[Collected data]
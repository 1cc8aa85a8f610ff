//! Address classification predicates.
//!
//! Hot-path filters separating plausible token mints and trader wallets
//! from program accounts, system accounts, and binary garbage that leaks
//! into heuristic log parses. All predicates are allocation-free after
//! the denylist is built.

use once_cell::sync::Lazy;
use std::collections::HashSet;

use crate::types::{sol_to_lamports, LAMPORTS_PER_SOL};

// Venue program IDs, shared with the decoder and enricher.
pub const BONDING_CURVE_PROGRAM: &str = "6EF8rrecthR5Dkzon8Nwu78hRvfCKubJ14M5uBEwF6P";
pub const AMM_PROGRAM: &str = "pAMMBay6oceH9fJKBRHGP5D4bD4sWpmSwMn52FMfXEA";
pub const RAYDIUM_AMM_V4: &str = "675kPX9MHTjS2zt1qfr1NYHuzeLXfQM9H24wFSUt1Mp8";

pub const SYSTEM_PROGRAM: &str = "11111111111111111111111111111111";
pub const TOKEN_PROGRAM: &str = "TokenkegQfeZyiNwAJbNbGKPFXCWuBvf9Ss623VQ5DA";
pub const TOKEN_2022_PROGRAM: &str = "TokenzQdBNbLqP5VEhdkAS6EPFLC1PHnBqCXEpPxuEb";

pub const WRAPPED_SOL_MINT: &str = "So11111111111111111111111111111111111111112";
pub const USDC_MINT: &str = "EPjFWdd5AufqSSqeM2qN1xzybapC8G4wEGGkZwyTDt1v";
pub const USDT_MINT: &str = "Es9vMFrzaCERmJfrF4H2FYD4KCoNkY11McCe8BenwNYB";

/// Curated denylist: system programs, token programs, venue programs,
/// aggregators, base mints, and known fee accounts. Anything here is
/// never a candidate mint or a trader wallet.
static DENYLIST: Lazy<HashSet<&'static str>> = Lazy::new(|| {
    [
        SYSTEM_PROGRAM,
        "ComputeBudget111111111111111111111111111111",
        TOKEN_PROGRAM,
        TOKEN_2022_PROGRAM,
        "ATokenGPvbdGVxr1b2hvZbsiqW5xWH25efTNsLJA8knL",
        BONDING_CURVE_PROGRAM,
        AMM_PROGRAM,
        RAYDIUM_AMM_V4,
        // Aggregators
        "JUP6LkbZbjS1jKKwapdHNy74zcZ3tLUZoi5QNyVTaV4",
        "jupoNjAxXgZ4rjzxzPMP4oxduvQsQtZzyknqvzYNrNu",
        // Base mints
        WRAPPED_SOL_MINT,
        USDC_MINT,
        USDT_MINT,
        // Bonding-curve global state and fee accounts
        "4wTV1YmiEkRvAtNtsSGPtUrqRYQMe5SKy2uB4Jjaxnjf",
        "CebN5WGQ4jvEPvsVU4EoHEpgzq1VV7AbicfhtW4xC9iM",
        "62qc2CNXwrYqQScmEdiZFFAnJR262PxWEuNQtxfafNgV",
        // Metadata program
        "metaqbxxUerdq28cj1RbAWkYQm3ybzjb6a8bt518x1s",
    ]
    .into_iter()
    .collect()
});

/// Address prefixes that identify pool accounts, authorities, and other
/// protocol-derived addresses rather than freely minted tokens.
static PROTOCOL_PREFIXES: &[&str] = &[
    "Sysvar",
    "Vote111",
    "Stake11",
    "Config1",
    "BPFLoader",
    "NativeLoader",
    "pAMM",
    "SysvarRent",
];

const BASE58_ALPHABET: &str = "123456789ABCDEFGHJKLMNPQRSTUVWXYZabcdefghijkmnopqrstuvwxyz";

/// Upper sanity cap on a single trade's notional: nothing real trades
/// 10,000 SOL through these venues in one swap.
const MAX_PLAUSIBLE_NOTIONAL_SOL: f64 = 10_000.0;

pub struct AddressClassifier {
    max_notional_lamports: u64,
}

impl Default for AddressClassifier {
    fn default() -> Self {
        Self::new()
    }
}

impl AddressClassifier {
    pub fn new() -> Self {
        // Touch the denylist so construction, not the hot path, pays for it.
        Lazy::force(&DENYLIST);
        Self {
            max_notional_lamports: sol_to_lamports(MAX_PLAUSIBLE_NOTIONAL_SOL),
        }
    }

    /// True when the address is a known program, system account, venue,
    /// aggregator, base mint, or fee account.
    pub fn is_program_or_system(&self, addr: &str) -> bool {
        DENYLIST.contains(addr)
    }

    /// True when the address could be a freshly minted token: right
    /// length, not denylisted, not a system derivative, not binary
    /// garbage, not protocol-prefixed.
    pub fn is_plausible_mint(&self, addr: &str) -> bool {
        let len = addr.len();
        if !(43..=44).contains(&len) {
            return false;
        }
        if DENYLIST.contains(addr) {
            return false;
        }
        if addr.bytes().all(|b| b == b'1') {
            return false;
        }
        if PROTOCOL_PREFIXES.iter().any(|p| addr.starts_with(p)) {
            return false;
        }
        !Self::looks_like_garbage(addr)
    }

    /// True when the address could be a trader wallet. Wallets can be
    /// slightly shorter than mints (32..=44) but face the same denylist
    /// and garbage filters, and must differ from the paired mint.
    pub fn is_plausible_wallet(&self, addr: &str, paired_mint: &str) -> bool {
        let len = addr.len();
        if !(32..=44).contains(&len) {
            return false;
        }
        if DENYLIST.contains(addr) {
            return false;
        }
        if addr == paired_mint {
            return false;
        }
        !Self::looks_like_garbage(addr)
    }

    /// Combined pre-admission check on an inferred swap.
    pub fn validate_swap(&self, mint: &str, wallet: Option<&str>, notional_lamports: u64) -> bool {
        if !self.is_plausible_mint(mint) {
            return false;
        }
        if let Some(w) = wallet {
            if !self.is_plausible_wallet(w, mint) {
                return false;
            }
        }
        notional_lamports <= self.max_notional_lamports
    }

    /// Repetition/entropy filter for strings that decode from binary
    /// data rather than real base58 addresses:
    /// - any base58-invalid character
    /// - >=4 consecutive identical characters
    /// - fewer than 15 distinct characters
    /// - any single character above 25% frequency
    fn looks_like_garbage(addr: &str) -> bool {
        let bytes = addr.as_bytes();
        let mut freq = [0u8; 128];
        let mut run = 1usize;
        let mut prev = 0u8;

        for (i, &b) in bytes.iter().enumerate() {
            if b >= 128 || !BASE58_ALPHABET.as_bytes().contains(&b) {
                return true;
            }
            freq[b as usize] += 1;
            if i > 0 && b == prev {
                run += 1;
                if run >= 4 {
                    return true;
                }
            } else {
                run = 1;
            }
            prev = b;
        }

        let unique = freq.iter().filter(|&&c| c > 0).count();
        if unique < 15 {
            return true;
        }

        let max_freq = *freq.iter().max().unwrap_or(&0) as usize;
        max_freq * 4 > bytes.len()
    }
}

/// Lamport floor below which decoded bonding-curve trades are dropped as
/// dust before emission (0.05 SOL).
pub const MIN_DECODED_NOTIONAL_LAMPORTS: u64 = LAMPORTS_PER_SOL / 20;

Requirement> Exactly as given, repeat each line above.

Completed task>
repository 1cc8aa85a8f610ff
//! Address classification predicates.
//!
//! Hot-path filters separating plausible token mints and trader wallets
//! from program accounts, system accounts, and binary garbage that leaks
//! into heuristic log parses. All predicates are allocation-free after
//! the denylist is built.

use once_cell::sync::Lazy;
use std::collections::HashSet;

use crate::types::{sol_to_lamports, LAMPORTS_PER_SOL};

// Venue program IDs, shared with the decoder and enricher.
pub const BONDING_CURVE_PROGRAM: &str = "6EF8rrecthR5Dkzon8Nwu78hRvfCKubJ14M5uBEwF6P";
pub const AMM_PROGRAM: &str = "pAMMBay6oceH9fJKBRHGP5D4bD4sWpmSwMn52FMfXEA";
pub const RAYDIUM_AMM_V4: &str = "675kPX9MHTjS2zt1qfr1NYHuzeLXfQM9H24wFSUt1Mp8";

pub const SYSTEM_PROGRAM: &str = "11111111111111111111111111111111";
pub const TOKEN_PROGRAM: &str = "TokenkegQfeZyiNwAJbNbGKPFXCWuBvf9Ss623VQ5DA";
pub const TOKEN_2022_PROGRAM: &str = "TokenzQdBNbLqP5VEhdkAS6EPFLC1PHnBqCXEpPxuEb";

pub const WRAPPED_SOL_MINT: &str = "So11111111111111111111111111111111111111112";
pub const USDC_MINT: &str = "EPjFWdd5AufqSSqeM2qN1xzybapC8G4wEGGkZwyTDt1v";
pub const USDT_MINT: &str = "Es9vMFrzaCERmJfrF4H2FYD4KCoNkY11McCe8BenwNYB";

/// Curated denylist: system programs, token programs, venue programs,
/// aggregators, base mints, and known fee accounts. Anything here is
/// never a candidate mint or a trader wallet.
static DENYLIST: Lazy<HashSet<&'static str>> = Lazy::new(|| {
    [
        SYSTEM_PROGRAM,
        "ComputeBudget111111111111111111111111111111",
        TOKEN_PROGRAM,
        TOKEN_2022_PROGRAM,
        "ATokenGPvbdGVxr1b2hvZbsiqW5xWH25efTNsLJA8knL",
        BONDING_CURVE_PROGRAM,
        AMM_PROGRAM,
        RAYDIUM_AMM_V4,
        // Aggregators
        "JUP6LkbZbjS1jKKwapdHNy74zcZ3tLUZoi5QNyVTaV4",
        "jupoNjAxXgZ4rjzxzPMP4oxduvQsQtZzyknqvzYNrNu",
        // Base mints
        WRAPPED_SOL_MINT,
        USDC_MINT,
        USDT_MINT,
        // Bonding-curve global state and fee accounts
        "4wTV1YmiEkRvAtNtsSGPtUrqRYQMe5SKy2uB4Jjaxnjf",
        "CebN5WGQ4jvEPvsVU4EoHEpgzq1VV7AbicfhtW4xC9iM",
        "62qc2CNXwrYqQScmEdiZFFAnJR262PxWEuNQtxfafNgV",
        // Metadata program
        "metaqbxxUerdq28cj1RbAWkYQm3ybzjb6a8bt518x1s",
    ]
    .into_iter()
    .collect()
});

/// Address prefixes that identify pool accounts, authorities, and other
/// protocol-derived addresses rather than freely minted tokens.
static PROTOCOL_PREFIXES: &[&str] = &[
    "Sysvar",
    "Vote111",
    "Stake11",
    "Config1",
    "BPFLoader",
    "NativeLoader",
    "pAMM",
    "SysvarRent",
];

const BASE58_ALPHABET: &str = "123456789ABCDEFGHJKLMNPQRSTUVWXYZabcdefghijkmnopqrstuvwxyz";

/// Upper sanity cap on a single trade's notional: nothing real trades
/// 10,000 SOL through these venues in one swap.
const MAX_PLAUSIBLE_NOTIONAL_SOL: f64 = 10_000.0;

pub struct AddressClassifier {
    max_notional_lamports: u64,
}

impl Default for AddressClassifier {
    fn default() -> Self {
        Self::new()
    }
}

impl AddressClassifier {
    pub fn new() -> Self {
        // Touch the denylist so construction, not the hot path, pays for it.
        Lazy::force(&DENYLIST);
        Self {
            max_notional_lamports: sol_to_lamports(MAX_PLAUSIBLE_NOTIONAL_SOL),
        }
    }

    /// True when the address is a known program, system account, venue,
    /// aggregator, base mint, or fee account.
    pub fn is_program_or_system(&self, addr: &str) -> bool {
        DENYLIST.contains(addr)
    }

    /// True when the address could be a freshly minted token: right
    /// length, not denylisted, not a system derivative, not binary
    /// garbage, not protocol-prefixed.
    pub fn is_plausible_mint(&self, addr: &str) -> bool {
        let len = addr.len();
        if !(43..=44).contains(&len) {
            return false;
        }
        if DENYLIST.contains(addr) {
            return false;
        }
        if addr.bytes().all(|b| b == b'1') {
            return false;
        }
        if PROTOCOL_PREFIXES.iter().any(|p| addr.starts_with(p)) {
            return false;
        }
        !Self::looks_like_garbage(addr)
    }

    /// True when the address could be a trader wallet. Wallets can be
    /// slightly shorter than mints (32..=44) but face the same denylist
    /// and garbage filters, and must differ from the paired mint.
    pub fn is_plausible_wallet(&self, addr: &str, paired_mint: &str) -> bool {
        let len = addr.len();
        if !(32..=44).contains(&len) {
            return false;
        }
        if DENYLIST.contains(addr) {
            return false;
        }
        if addr == paired_mint {
            return false;
        }
        !Self::looks_like_garbage(addr)
    }

    /// Combined pre-admission check on an inferred swap.
    pub fn validate_swap(&self, mint: &str, wallet: Option<&str>, notional_lamports: u64) -> bool {
        if !self.is_plausible_mint(mint) {
            return false;
        }
        if let Some(w) = wallet {
            if !self.is_plausible_wallet(w, mint) {
                return false;
            }
        }
        notional_lamports <= self.max_notional_lamports
    }

    /// Repetition/entropy filter for strings that decode from binary
    /// data rather than real base58 addresses:
    /// - any base58-invalid character
    /// - >=4 consecutive identical characters
    /// - fewer than 15 distinct characters
    /// - any single character above 25% frequency
    fn looks_like_garbage(addr: &str) -> bool {
        let bytes = addr.as_bytes();
        let mut freq = [0u8; 128];
        let mut run = 1usize;
        let mut prev = 0u8;

        for (i, &b) in bytes.iter().enumerate() {
            if b >= 128 || !BASE58_ALPHABET.as_bytes().contains(&b) {
                return true;
            }
            freq[b as usize] += 1;
            if i > 0 && b == prev {
                run += 1;
                if run >= 4 {
                    return true;
                }
            } else {
                run = 1;
            }
            prev = b;
        }

        let unique = freq.iter().filter(|&&c| c > 0).count();
        if unique < 15 {
            return true;
        }

        let max_freq = *freq.iter().max().unwrap_or(&0) as usize;
        max_freq * 4 > bytes.len()
    }
}

/// Lamport floor below which decoded bonding-curve trades are dropped as
/// dust before emission (0.05 SOL).
pub const MIN_DECODED_NOTIONAL_LAMPORTS: u64 = LAMPORTS_PER_SOL / 20;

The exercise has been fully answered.